**AIM OF THE EXERCISE:** Count only the lines of the records that hold "NULL", then give the number without any other words.

**DATASET EXTRACT:**

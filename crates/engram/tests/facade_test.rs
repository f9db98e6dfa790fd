//! End-to-end flows through the facade.

use std::sync::Arc;

use engram_core::config::{LimiterConfig, WindowStrategy};
use engram_core::{EngramConfig, EngramError, EventType};
use engram_storage::Embedder;
use engram::Engram;

fn bag_of_bytes_embedder() -> Embedder {
    Arc::new(|text: &str| {
        let mut vector = vec![0.0f32; 8];
        for (i, byte) in text.bytes().enumerate() {
            vector[i % 8] += byte as f32 / 255.0;
        }
        Ok(vector)
    })
}

fn config(dir: &std::path::Path) -> EngramConfig {
    EngramConfig {
        db_path: ":memory:".to_string(),
        vector_dir: Some(dir.join("vectors")),
        blob_root: dir.join("blobs"),
        ..Default::default()
    }
}

#[tokio::test]
async fn capture_then_inject_roundtrip() {
    let dir = tempfile::tempdir().unwrap();
    let system = Engram::open(config(dir.path()), Some(bag_of_bytes_embedder())).unwrap();

    let captured = system
        .capture_event(
            "ws1",
            EventType::CodeWrite,
            "implemented the retry helper with exponential backoff and jitter",
            None,
            None,
        )
        .await
        .unwrap();
    assert_eq!(captured.kind, "captured");
    assert!(captured.session_id.starts_with("session_"));

    let injection = system
        .inject_context("ws1", "how does the retry helper work?", None)
        .await
        .unwrap();
    assert_eq!(injection.kind, "context");
    assert_eq!(injection.workspace_id, "ws1");
    assert_eq!(injection.memory_count, 1);
    assert!(injection.context.contains("retry helper"));

    // Both flows converged on the same workspace session.
    assert_eq!(injection.session_id, captured.session_id);
    system.shutdown();
}

#[tokio::test]
async fn empty_prompt_is_rejected() {
    let dir = tempfile::tempdir().unwrap();
    let system = Engram::open(config(dir.path()), None).unwrap();

    let err = system.inject_context("ws1", "   ", None).await.unwrap_err();
    assert!(matches!(err, EngramError::Validation { .. }));
    assert!(err.to_string().contains("EMPTY_PROMPT"));
    system.shutdown();
}

#[tokio::test]
async fn admission_control_denies_over_limit() {
    let dir = tempfile::tempdir().unwrap();
    let mut cfg = config(dir.path());
    cfg.limiter = LimiterConfig {
        max_requests: 2,
        window_ms: 60_000,
        strategy: WindowStrategy::Sliding,
        ..Default::default()
    };
    let system = Engram::open(cfg, None).unwrap();

    for _ in 0..2 {
        system
            .capture_event("ws1", EventType::CommandRun, "cargo check", None, None)
            .await
            .unwrap();
    }
    let err = system
        .capture_event("ws1", EventType::CommandRun, "cargo check", None, None)
        .await
        .unwrap_err();
    assert!(matches!(err, EngramError::RateLimited { .. }));
    system.shutdown();
}

#[tokio::test]
async fn explicit_session_is_reused() {
    let dir = tempfile::tempdir().unwrap();
    let system = Engram::open(config(dir.path()), None).unwrap();

    let first = system
        .capture_event("ws1", EventType::UserPrompt, "hello", None, None)
        .await
        .unwrap();
    let second = system
        .capture_event(
            "ws1",
            EventType::UserPrompt,
            "hello again",
            None,
            Some(&first.session_id),
        )
        .await
        .unwrap();
    assert_eq!(first.session_id, second.session_id);
    system.shutdown();
}

#[tokio::test]
async fn context_block_stays_within_default_budget() {
    let dir = tempfile::tempdir().unwrap();
    let system = Engram::open(config(dir.path()), None).unwrap();

    for i in 0..40 {
        system
            .capture_event(
                "ws1",
                EventType::CodeWrite,
                &format!("change {i}: {}", "word ".repeat(120)),
                None,
                None,
            )
            .await
            .unwrap();
    }

    let injection = system
        .inject_context("ws1", "summarize recent changes", None)
        .await
        .unwrap();
    assert!(injection.context.len() <= 8 * 1024);
    system.shutdown();
}
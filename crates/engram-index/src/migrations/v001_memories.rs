//! v001: memories table with its secondary indexes.

use rusqlite::Connection;

use engram_core::EngramResult;

use crate::to_index_err;

pub fn migrate(conn: &Connection) -> EngramResult<()> {
    conn.execute_batch(
        "
        CREATE TABLE IF NOT EXISTS memories (
            id            TEXT PRIMARY KEY,
            event_type    TEXT NOT NULL,
            content       TEXT NOT NULL,
            metadata      TEXT NOT NULL DEFAULT '{}',
            timestamp     TEXT NOT NULL,
            session_id    TEXT NOT NULL,
            workspace_id  TEXT,
            git_branch    TEXT,
            git_commit    TEXT,
            embedding_id  TEXT,
            created_at    TEXT NOT NULL DEFAULT (strftime('%Y-%m-%dT%H:%M:%fZ', 'now'))
        );

        CREATE INDEX IF NOT EXISTS idx_memories_session ON memories(session_id);
        CREATE INDEX IF NOT EXISTS idx_memories_workspace ON memories(workspace_id);
        CREATE INDEX IF NOT EXISTS idx_memories_timestamp ON memories(timestamp);
        CREATE INDEX IF NOT EXISTS idx_memories_type ON memories(event_type);
        ",
    )
    .map_err(|e| to_index_err(e.to_string()))?;
    Ok(())
}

**TASK SOLUTION:** 6